======== DATA FOR PROCESSING ========

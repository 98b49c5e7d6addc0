//! Per-entity field mutability metadata.
//!
//! Protected fields are never writable by clients. Immutable fields may be
//! supplied when a record is created but never changed afterwards.

#[derive(Debug, Clone, Copy, PartialEq, Eq)]
pub enum EntityKind {
    Game,
    Stack,
    Card,
    Command,
}

const TIMESTAMPED: [&str; 3] = ["id", "created_at", "updated_at"];

impl EntityKind {
    pub fn protected_fields(self) -> &'static [&'static str] {
        match self {
            EntityKind::Game | EntityKind::Card | EntityKind::Command => &TIMESTAMPED,
            EntityKind::Stack => &["id", "game_id", "created_at", "updated_at"],
        }
    }

    pub fn immutable_fields(self) -> &'static [&'static str] {
        match self {
            EntityKind::Game | EntityKind::Stack | EntityKind::Card => &[],
            EntityKind::Command => &["game_id", "actor_id"],
        }
    }

    pub fn name(self) -> &'static str {
        match self {
            EntityKind::Game => "game",
            EntityKind::Stack => "stack",
            EntityKind::Card => "card",
            EntityKind::Command => "command",
        }
    }
}

#[cfg(test)]
mod tests {
    use super::*;

    #[test]
    fn every_entity_protects_identity_and_timestamps() {
        for kind in [EntityKind::Game, EntityKind::Stack, EntityKind::Card, EntityKind::Command] {
            for field in TIMESTAMPED {
                assert!(kind.protected_fields().contains(&field), "{kind:?} {field}");
            }
        }
    }

    #[test]
    fn stack_game_is_protected_and_command_owner_immutable() {
        assert!(EntityKind::Stack.protected_fields().contains(&"game_id"));
        assert!(!EntityKind::Card.protected_fields().contains(&"stack_id"));
        assert_eq!(EntityKind::Command.immutable_fields(), &["game_id", "actor_id"]);
        assert!(EntityKind::Card.immutable_fields().is_empty());
    }
}
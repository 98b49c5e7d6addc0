//! Stack repository functions.

use sea_orm::{
    ActiveModelTrait, ColumnTrait, ConnectionTrait, EntityTrait, QueryFilter, QueryOrder, Set,
};
use serde::Deserialize;
use time::OffsetDateTime;

use crate::entities::stacks;
use crate::errors::domain::{DomainError, NotFoundKind};

#[derive(Debug, Default, Clone, Deserialize)]
pub struct StackFilter {
    pub game_id: Option<i64>,
    pub owner_id: Option<i64>,
    pub label: Option<String>,
}

pub async fn find_by_id<C: ConnectionTrait + Send + Sync>(
    conn: &C,
    stack_id: i64,
) -> Result<Option<stacks::Model>, DomainError> {
    Ok(stacks::Entity::find_by_id(stack_id).one(conn).await?)
}

pub async fn require<C: ConnectionTrait + Send + Sync>(
    conn: &C,
    stack_id: i64,
) -> Result<stacks::Model, DomainError> {
    find_by_id(conn, stack_id).await?.ok_or_else(|| {
        DomainError::not_found(NotFoundKind::Stack, format!("Stack {stack_id} not found"))
    })
}

pub async fn list<C: ConnectionTrait + Send + Sync>(
    conn: &C,
    filter: &StackFilter,
) -> Result<Vec<stacks::Model>, DomainError> {
    let mut query = stacks::Entity::find();
    if let Some(game_id) = filter.game_id {
        query = query.filter(stacks::Column::GameId.eq(game_id));
    }
    if let Some(owner_id) = filter.owner_id {
        query = query.filter(stacks::Column::OwnerId.eq(owner_id));
    }
    if let Some(label) = &filter.label {
        query = query.filter(stacks::Column::Label.eq(label.as_str()));
    }
    Ok(query.order_by_asc(stacks::Column::Id).all(conn).await?)
}

pub async fn create<C: ConnectionTrait + Send + Sync>(
    conn: &C,
    mut stack: stacks::ActiveModel,
) -> Result<stacks::Model, DomainError> {
    let now = OffsetDateTime::now_utc();
    if stack.owner_id.is_not_set() {
        stack.owner_id = Set(0);
    }
    stack.created_at = Set(now);
    stack.updated_at = Set(now);
    Ok(stack.insert(conn).await?)
}

pub async fn update<C: ConnectionTrait + Send + Sync>(
    conn: &C,
    mut stack: stacks::ActiveModel,
) -> Result<stacks::Model, DomainError> {
    stack.updated_at = Set(OffsetDateTime::now_utc());
    Ok(stack.update(conn).await?)
}

pub async fn delete<C: ConnectionTrait + Send + Sync>(
    conn: &C,
    stack_id: i64,
) -> Result<bool, DomainError> {
    let result = stacks::Entity::delete_by_id(stack_id).exec(conn).await?;
    Ok(result.rows_affected > 0)
}
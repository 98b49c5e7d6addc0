//! Game repository functions.

use sea_orm::{
    ActiveModelTrait, ColumnTrait, ConnectionTrait, EntityTrait, QueryFilter, QueryOrder, Set,
};
use serde::Deserialize;
use time::OffsetDateTime;

use crate::entities::games::{self, GameState};
use crate::errors::domain::{DomainError, NotFoundKind};

/// Equality filters accepted by the game listing
#[derive(Debug, Default, Clone, Deserialize)]
pub struct GameFilter {
    pub state: Option<GameState>,
    pub name: Option<String>,
}

pub async fn find_by_id<C: ConnectionTrait + Send + Sync>(
    conn: &C,
    game_id: i64,
) -> Result<Option<games::Model>, DomainError> {
    Ok(games::Entity::find_by_id(game_id).one(conn).await?)
}

/// Load a game addressed by a request path.
pub async fn require<C: ConnectionTrait + Send + Sync>(
    conn: &C,
    game_id: i64,
) -> Result<games::Model, DomainError> {
    find_by_id(conn, game_id)
        .await?
        .ok_or_else(|| DomainError::not_found(NotFoundKind::Game, format!("Game {game_id} not found")))
}

pub async fn list<C: ConnectionTrait + Send + Sync>(
    conn: &C,
    filter: &GameFilter,
) -> Result<Vec<games::Model>, DomainError> {
    let mut query = games::Entity::find();
    if let Some(state) = filter.state {
        query = query.filter(games::Column::State.eq(state));
    }
    if let Some(name) = &filter.name {
        query = query.filter(games::Column::Name.eq(name.as_str()));
    }
    Ok(query.order_by_asc(games::Column::Id).all(conn).await?)
}

pub async fn create<C: ConnectionTrait + Send + Sync>(
    conn: &C,
    mut game: games::ActiveModel,
) -> Result<games::Model, DomainError> {
    let now = OffsetDateTime::now_utc();
    if game.state.is_not_set() {
        game.state = Set(GameState::default());
    }
    game.created_at = Set(now);
    game.updated_at = Set(now);
    Ok(game.insert(conn).await?)
}

pub async fn update<C: ConnectionTrait + Send + Sync>(
    conn: &C,
    mut game: games::ActiveModel,
) -> Result<games::Model, DomainError> {
    game.updated_at = Set(OffsetDateTime::now_utc());
    Ok(game.update(conn).await?)
}

/// Returns whether a row was removed.
pub async fn delete<C: ConnectionTrait + Send + Sync>(
    conn: &C,
    game_id: i64,
) -> Result<bool, DomainError> {
    let result = games::Entity::delete_by_id(game_id).exec(conn).await?;
    Ok(result.rows_affected > 0)
}
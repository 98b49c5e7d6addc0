pub mod txn;
pub mod txn_policy;

use sea_orm::DatabaseConnection;

use crate::error::AppError;
use crate::state::app_state::AppState;

/// The canonical way to reach the database from application code.
pub fn require_db(state: &AppState) -> Result<&DatabaseConnection, AppError> {
    state
        .db()
        .ok_or_else(|| AppError::db_unavailable("Database is not configured"))
}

========

WHAT THE EXERCISE ASKS —
Copy out every line of the records that the string "Some" appears in.

SOLUTION —
    if let Some(game_id) = filter.game_id {
    if let Some(owner_id) = filter.owner_id {
    if let Some(label) = &filter.label {
    if let Some(state) = filter.state {
    if let Some(name) = &filter.name {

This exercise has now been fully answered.